For the function $f(x)=x+\frac{1}{x}, x \in[1,3]$, the value of $c$ for the Lagrange's mean value theoremĀ is
(a) 1
(b) $\sqrt{3}$
(c) 2
(d) none of these
(b) $\sqrt{3}$
We have
$f(x)=x+\frac{1}{x}=\frac{x^{2}+1}{x}$
Clearly, $f(x)$ is continuous on $[1,3]$ and derivable on $(1,3)$.
Thus, both the conditions of Lagrange's theorem are satisfied.
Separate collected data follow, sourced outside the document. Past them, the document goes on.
//! Error handling module for the NOS process-control core

use ::core::fmt;

use crate::core::types::KernelError;

/// Common error type used throughout the process-control core
///
/// Every variant is something a system call can hand back to the caller.
/// Invariant violations inside the kernel are not represented here; they
/// panic.
#[derive(Debug, Clone, Copy, PartialEq, Eq)]
pub enum Error {
    /// Kernel error reported by a collaborator
    Kernel(KernelError),
    /// Out of memory
    OutOfMemory,
    /// Every process identifier is in use
    OutOfIdentifiers,
    /// No such process
    NoSuchProcess,
    /// Invalid argument
    InvalidArgument(&'static str),
    /// Empty or malformed input, such as an empty program path
    InvalidInput,
    /// Resource not found
    NotFound,
    /// Too many arguments, or argument strings too large
    ArgumentListTooLong,
    /// Path name too long
    NameTooLong,
    /// User pointer outside the caller's address space
    BadAddress,
    /// Thread already belongs to a process
    AlreadyAttached,
    /// Unknown system call
    NotImplemented,
}

impl Error {
    /// The kernel error code this error is reported as
    pub const fn kind(&self) -> KernelError {
        match self {
            Error::Kernel(err) => *err,
            Error::OutOfMemory => KernelError::OutOfMemory,
            Error::OutOfIdentifiers => KernelError::TryAgain,
            Error::NoSuchProcess => KernelError::NoProcess,
            Error::InvalidArgument(_) | Error::InvalidInput => KernelError::InvalidArgument,
            Error::NotFound => KernelError::NotFound,
            Error::ArgumentListTooLong => KernelError::ArgumentListTooLong,
            Error::NameTooLong => KernelError::NameTooLong,
            Error::BadAddress => KernelError::BadAddress,
            Error::AlreadyAttached => KernelError::AlreadyExists,
            Error::NotImplemented => KernelError::NotSupported,
        }
    }

    /// The errno value stored in the trap frame
    pub const fn errno(&self) -> i32 {
        self.kind().errno()
    }
}

impl fmt::Display for Error {
    fn fmt(&self, f: &mut fmt::Formatter<'_>) -> fmt::Result {
        match self {
            Error::Kernel(err) => write!(f, "Kernel error: {}", err),
            Error::OutOfMemory => write!(f, "Out of memory"),
            Error::OutOfIdentifiers => write!(f, "Out of process identifiers"),
            Error::NoSuchProcess => write!(f, "No such process"),
            Error::InvalidArgument(msg) => write!(f, "Invalid argument: {}", msg),
            Error::InvalidInput => write!(f, "Invalid input"),
            Error::NotFound => write!(f, "Not found"),
            Error::ArgumentListTooLong => write!(f, "Argument list too long"),
            Error::NameTooLong => write!(f, "Name too long"),
            Error::BadAddress => write!(f, "Bad address"),
            Error::AlreadyAttached => write!(f, "Thread already attached to a process"),
            Error::NotImplemented => write!(f, "Not implemented"),
        }
    }
}

impl From<KernelError> for Error {
    fn from(err: KernelError) -> Self {
        match err {
            KernelError::NotFound => Error::NotFound,
            KernelError::NoProcess => Error::NoSuchProcess,
            KernelError::OutOfMemory => Error::OutOfMemory,
            KernelError::BadAddress => Error::BadAddress,
            KernelError::NameTooLong => Error::NameTooLong,
            KernelError::ArgumentListTooLong => Error::ArgumentListTooLong,
            other => Error::Kernel(other),
        }
    }
}

/// Result type for operations that can fail
pub type Result<T> = ::core::result::Result<T, Error>;

/// Creates a new kernel error
pub fn kernel_error(err: KernelError) -> Error {
    Error::Kernel(err)
}

/// Creates a new invalid argument error
pub fn invalid_argument(msg: &'static str) -> Error {
    Error::InvalidArgument(msg)
}

/// Creates a new out of memory error
pub fn out_of_memory() -> Error {
    Error::OutOfMemory
}

/// Creates a new no such process error
pub fn no_such_process() -> Error {
    Error::NoSuchProcess
}

/// Creates a new not found error
pub fn not_found() -> Error {
    Error::NotFound
}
Consequently, there exists $c \in(1,3)$ such that
$f^{\prime}(c)=\frac{f(3)-f(1)}{3-1}=\frac{f(3)-f(1)}{2}$
Now, $f(x)=\frac{x^{2}+1}{x}$
$f^{\prime}(x)=\frac{x^{2}-1}{x^{2}}, f(1)=2, f(3)=\frac{10}{3}$
$\therefore f^{\prime}(x)=\frac{f(3)-f(1)}{2}$
$\Rightarrow \frac{x^{2}-1}{x^{2}}=\frac{4}{6}$
$\Rightarrow \frac{x^{2}-1}{x^{2}}=\frac{2}{3}$
$\Rightarrow 3 x^{2}-3=2 x^{2}$
$\Rightarrow x=\pm \sqrt{3}$
Thus, $c=\sqrt{3} \in(1,3)$ such that $f^{\prime}(c)=\frac{f(3)-f(1)}{3-1}$